Putting this law in practice means that the astronauts have to learn how to push themselves through their spacecraft and when to stop so as to prevent floating around helplessly and also hitting something or someone. Now when you think about this process, it seems like a piece of cake, when in reality, the unexperienced astronauts always collect many bruises from simply moving. In an animal’s case, this situation gets worse as it can’t adapt to the microgravity environment and for some of them, it ends tragically (an example is a set of new-born quails who couldn’t adapt to life aboard the space station and died after a few days).
Newton’s Third Law
Newton’s Third Law states that if a body exerts a force on another body then that other body is going to exert an equal force on the first one. This law is the key to rocket propulsion for space travel. Rockets move forward by expelling fuel backward at high velocity. So, when the rocket exerts a backward force on the gas, the gas reacts with the same force but in the opposite direction. As an application of Newton’s Third Law, even the simple action of typing at a computer in a spacecraft will send an astronaut floating away. This is a reason why many space stations are provided with restraining loops where the astronauts can fix their feet.
ACTION – REACTION: Equal in magnitude - Opposite in their directions
The laws of motion don’t behave differently in space than they do on Earth. The difference is that the Earth’s gravitational field changes their precise effects.

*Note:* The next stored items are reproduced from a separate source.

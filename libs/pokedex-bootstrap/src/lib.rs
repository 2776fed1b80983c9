#![forbid(unsafe_code)]
#![deny(rust_2018_idioms)]

//! Bootstrap helpers shared by the pokedex binaries.
//!
//! - [`config`]: layered configuration (defaults, YAML, environment)
//! - [`logging`]: `tracing` subscriber setup
//! - [`signals`]: shutdown signal handling

pub mod config;
pub mod logging;
pub mod signals;

pub use config::{LogFormat, LoggingConfig, load_layered, to_yaml};
pub use logging::init_logging;
pub use signals::wait_for_shutdown;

A crew travelling in space has to put up with every tiny detail and action that we would normally consider absurd, but that makes their entire experience much more exciting. We never understand the power of gravity and we take it for granted. For example, on Earth, because of gravity, the air in our houses circulates in a normal way: hot air rises because it is lighter than cool air. In space, nothing is lighter than anything else, so this process doesn’t work. Therefore, with no ventilation fan, an astronaut could suffocate while sleeping due to the carbon dioxide that accumulates around his face.